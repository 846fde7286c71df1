//! Screenfix server - repair-shop booking backend.
//!
//! This binary serves the booking API on port 4000.
//!
//! # Architecture
//!
//! - Axum web framework, JSON API only
//! - `PostgreSQL` for store accounts, sessions and price overrides
//! - Two credential schemes: a stateless signed owner token and server-side
//!   revocable store sessions
//!
//! # Security
//!
//! Every routed request passes the origin policy (CORS) first, then the
//! rate governor on the auth route groups, then the route's session guard.
//! The webhook receiver is the only unauthenticated ingress and never reads
//! cookies.

#![cfg_attr(not(test), forbid(unsafe_code))]
// The binary compiles the module tree independently of the library target;
// items only the library surface exports are allowed to idle here
#![allow(dead_code)]

use std::net::SocketAddr;

use axum::extract::State;
use axum::http::StatusCode;
use axum::{Router, routing::get};
use tower_http::trace::TraceLayer;

mod config;
mod db;
mod error;
mod middleware;
mod models;
mod routes;
mod services;
mod state;

use config::ServerConfig;
use middleware::OriginPolicy;
use sentry::integrations::tracing as sentry_tracing;
use state::AppState;
use tracing_subscriber::{layer::SubscriberExt, util::SubscriberInitExt};

/// Initialize Sentry error tracking and return guard that must be kept alive.
fn init_sentry(config: &ServerConfig) -> Option<sentry::ClientInitGuard> {
    let dsn = config.sentry_dsn.as_ref()?;

    let environment = if config.mode.is_production() {
        "production"
    } else {
        "development"
    };

    let guard = sentry::init((
        dsn.as_str(),
        sentry::ClientOptions {
            release: sentry::release_name!(),
            environment: Some(std::borrow::Cow::Borrowed(environment)),
            attach_stacktrace: true,
            ..Default::default()
        },
    ));

    tracing::info!("Sentry initialized");
    Some(guard)
}

/// Filter tracing events to Sentry event types.
fn sentry_event_filter(metadata: &tracing::Metadata<'_>) -> sentry_tracing::EventFilter {
    match *metadata.level() {
        tracing::Level::ERROR | tracing::Level::WARN => sentry_tracing::EventFilter::Event,
        tracing::Level::INFO | tracing::Level::DEBUG => sentry_tracing::EventFilter::Breadcrumb,
        _ => sentry_tracing::EventFilter::Ignore,
    }
}

#[tokio::main]
async fn main() {
    // Load configuration from environment; the production self-check refuses
    // to serve traffic with missing or weak secrets
    let config = ServerConfig::from_env().expect("Failed to load configuration");

    // Initialize Sentry (must be done before tracing subscriber)
    let _sentry_guard = init_sentry(&config);

    // Initialize tracing with EnvFilter and Sentry integration
    let env_filter = tracing_subscriber::EnvFilter::try_from_default_env()
        .unwrap_or_else(|_| "screenfix_server=info,tower_http=debug".into());

    tracing_subscriber::registry()
        .with(env_filter)
        .with(tracing_subscriber::fmt::layer())
        .with(sentry_tracing::layer().event_filter(sentry_event_filter))
        .init();

    // Initialize database connection pool
    let pool = db::create_pool(&config.database_url)
        .await
        .expect("Failed to create database pool");
    tracing::info!("Database pool created");

    sqlx::migrate!("./migrations")
        .run(&pool)
        .await
        .expect("Failed to run migrations");

    // Build application state
    let state = AppState::new(config.clone(), pool);

    // Sweep expired sessions in the background
    state.start_session_sweep();

    // Origin policy: fail-closed in production (validated at config load),
    // loopback/private-LAN friendly in development
    let origin_policy = OriginPolicy::new(config.mode, config.allowed_origins.clone());

    // Build router. CORS sits outside everything else so preflight is
    // answered before the rate governor can touch it.
    let app = Router::new()
        .route("/health", get(health))
        .route("/health/ready", get(readiness))
        .merge(routes::routes(&state))
        .layer(TraceLayer::new_for_http())
        .layer(middleware::cors_layer(origin_policy))
        .with_state(state)
        // Sentry layers (outermost for full request coverage)
        .layer(sentry_tower::NewSentryLayer::new_from_top())
        .layer(sentry_tower::SentryHttpLayer::new().enable_transaction());

    // Start server
    let addr = config.socket_addr();
    tracing::info!("screenfix server listening on {}", addr);

    let listener = tokio::net::TcpListener::bind(addr)
        .await
        .expect("Failed to bind to address");

    axum::serve(
        listener,
        app.into_make_service_with_connect_info::<SocketAddr>(),
    )
    .with_graceful_shutdown(shutdown_signal())
    .await
    .expect("Server error");
}

/// Liveness health check endpoint.
///
/// Returns "ok" if the server is running. Does not check dependencies.
async fn health() -> &'static str {
    "ok"
}

/// Readiness health check endpoint.
///
/// Verifies database connectivity before returning OK.
/// Returns 503 Service Unavailable if the database is not reachable.
async fn readiness(State(state): State<AppState>) -> StatusCode {
    match sqlx::query("SELECT 1").fetch_one(state.pool()).await {
        Ok(_) => StatusCode::OK,
        Err(_) => StatusCode::SERVICE_UNAVAILABLE,
    }
}

/// Wait for shutdown signal (Ctrl+C or SIGTERM).
async fn shutdown_signal() {
    let ctrl_c = async {
        tokio::signal::ctrl_c()
            .await
            .expect("Failed to install Ctrl+C handler");
    };

    #[cfg(unix)]
    let terminate = async {
        tokio::signal::unix::signal(tokio::signal::unix::SignalKind::terminate())
            .expect("Failed to install signal handler")
            .recv()
            .await;
    };

    #[cfg(not(unix))]
    let terminate = std::future::pending::<()>();

    tokio::select! {
        () = ctrl_c => {},
        () = terminate => {},
    }

    tracing::info!("Shutdown signal received, starting graceful shutdown");
}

== == ==

Your objective – Reproduce the entries exactly, each one as given.

Exercise result –
repository 846fde7286c71df1
//! Screenfix server - repair-shop booking backend.
//!
//! This binary serves the booking API on port 4000.
//!
//! # Architecture
//!
//! - Axum web framework, JSON API only
//! - `PostgreSQL` for store accounts, sessions and price overrides
//! - Two credential schemes: a stateless signed owner token and server-side
//!   revocable store sessions
//!
//! # Security
//!
//! Every routed request passes the origin policy (CORS) first, then the
//! rate governor on the auth route groups, then the route's session guard.
//! The webhook receiver is the only unauthenticated ingress and never reads
//! cookies.

#![cfg_attr(not(test), forbid(unsafe_code))]
// The binary compiles the module tree independently of the library target;
// items only the library surface exports are allowed to idle here
#![allow(dead_code)]

use std::net::SocketAddr;

use axum::extract::State;
use axum::http::StatusCode;
use axum::{Router, routing::get};
use tower_http::trace::TraceLayer;

mod config;
mod db;
mod error;
mod middleware;
mod models;
mod routes;
mod services;
mod state;

use config::ServerConfig;
use middleware::OriginPolicy;
use sentry::integrations::tracing as sentry_tracing;
use state::AppState;
use tracing_subscriber::{layer::SubscriberExt, util::SubscriberInitExt};

/// Initialize Sentry error tracking and return guard that must be kept alive.
fn init_sentry(config: &ServerConfig) -> Option<sentry::ClientInitGuard> {
    let dsn = config.sentry_dsn.as_ref()?;

    let environment = if config.mode.is_production() {
        "production"
    } else {
        "development"
    };

    let guard = sentry::init((
        dsn.as_str(),
        sentry::ClientOptions {
            release: sentry::release_name!(),
            environment: Some(std::borrow::Cow::Borrowed(environment)),
            attach_stacktrace: true,
            ..Default::default()
        },
    ));

    tracing::info!("Sentry initialized");
    Some(guard)
}

/// Filter tracing events to Sentry event types.
fn sentry_event_filter(metadata: &tracing::Metadata<'_>) -> sentry_tracing::EventFilter {
    match *metadata.level() {
        tracing::Level::ERROR | tracing::Level::WARN => sentry_tracing::EventFilter::Event,
        tracing::Level::INFO | tracing::Level::DEBUG => sentry_tracing::EventFilter::Breadcrumb,
        _ => sentry_tracing::EventFilter::Ignore,
    }
}

#[tokio::main]
async fn main() {
    // Load configuration from environment; the production self-check refuses
    // to serve traffic with missing or weak secrets
    let config = ServerConfig::from_env().expect("Failed to load configuration");

    // Initialize Sentry (must be done before tracing subscriber)
    let _sentry_guard = init_sentry(&config);

    // Initialize tracing with EnvFilter and Sentry integration
    let env_filter = tracing_subscriber::EnvFilter::try_from_default_env()
        .unwrap_or_else(|_| "screenfix_server=info,tower_http=debug".into());

    tracing_subscriber::registry()
        .with(env_filter)
        .with(tracing_subscriber::fmt::layer())
        .with(sentry_tracing::layer().event_filter(sentry_event_filter))
        .init();

    // Initialize database connection pool
    let pool = db::create_pool(&config.database_url)
        .await
        .expect("Failed to create database pool");
    tracing::info!("Database pool created");

    sqlx::migrate!("./migrations")
        .run(&pool)
        .await
        .expect("Failed to run migrations");

    // Build application state
    let state = AppState::new(config.clone(), pool);

    // Sweep expired sessions in the background
    state.start_session_sweep();

    // Origin policy: fail-closed in production (validated at config load),
    // loopback/private-LAN friendly in development
    let origin_policy = OriginPolicy::new(config.mode, config.allowed_origins.clone());

    // Build router. CORS sits outside everything else so preflight is
    // answered before the rate governor can touch it.
    let app = Router::new()
        .route("/health", get(health))
        .route("/health/ready", get(readiness))
        .merge(routes::routes(&state))
        .layer(TraceLayer::new_for_http())
        .layer(middleware::cors_layer(origin_policy))
        .with_state(state)
        // Sentry layers (outermost for full request coverage)
        .layer(sentry_tower::NewSentryLayer::new_from_top())
        .layer(sentry_tower::SentryHttpLayer::new().enable_transaction());

    // Start server
    let addr = config.socket_addr();
    tracing::info!("screenfix server listening on {}", addr);

    let listener = tokio::net::TcpListener::bind(addr)
        .await
        .expect("Failed to bind to address");

    axum::serve(
        listener,
        app.into_make_service_with_connect_info::<SocketAddr>(),
    )
    .with_graceful_shutdown(shutdown_signal())
    .await
    .expect("Server error");
}

/// Liveness health check endpoint.
///
/// Returns "ok" if the server is running. Does not check dependencies.
async fn health() -> &'static str {
    "ok"
}

/// Readiness health check endpoint.
///
/// Verifies database connectivity before returning OK.
/// Returns 503 Service Unavailable if the database is not reachable.
async fn readiness(State(state): State<AppState>) -> StatusCode {
    match sqlx::query("SELECT 1").fetch_one(state.pool()).await {
        Ok(_) => StatusCode::OK,
        Err(_) => StatusCode::SERVICE_UNAVAILABLE,
    }
}

/// Wait for shutdown signal (Ctrl+C or SIGTERM).
async fn shutdown_signal() {
    let ctrl_c = async {
        tokio::signal::ctrl_c()
            .await
            .expect("Failed to install Ctrl+C handler");
    };

    #[cfg(unix)]
    let terminate = async {
        tokio::signal::unix::signal(tokio::signal::unix::SignalKind::terminate())
            .expect("Failed to install signal handler")
            .recv()
            .await;
    };

    #[cfg(not(unix))]
    let terminate = std::future::pending::<()>();

    tokio::select! {
        () = ctrl_c => {},
        () = terminate => {},
    }

    tracing::info!("Shutdown signal received, starting graceful shutdown");
}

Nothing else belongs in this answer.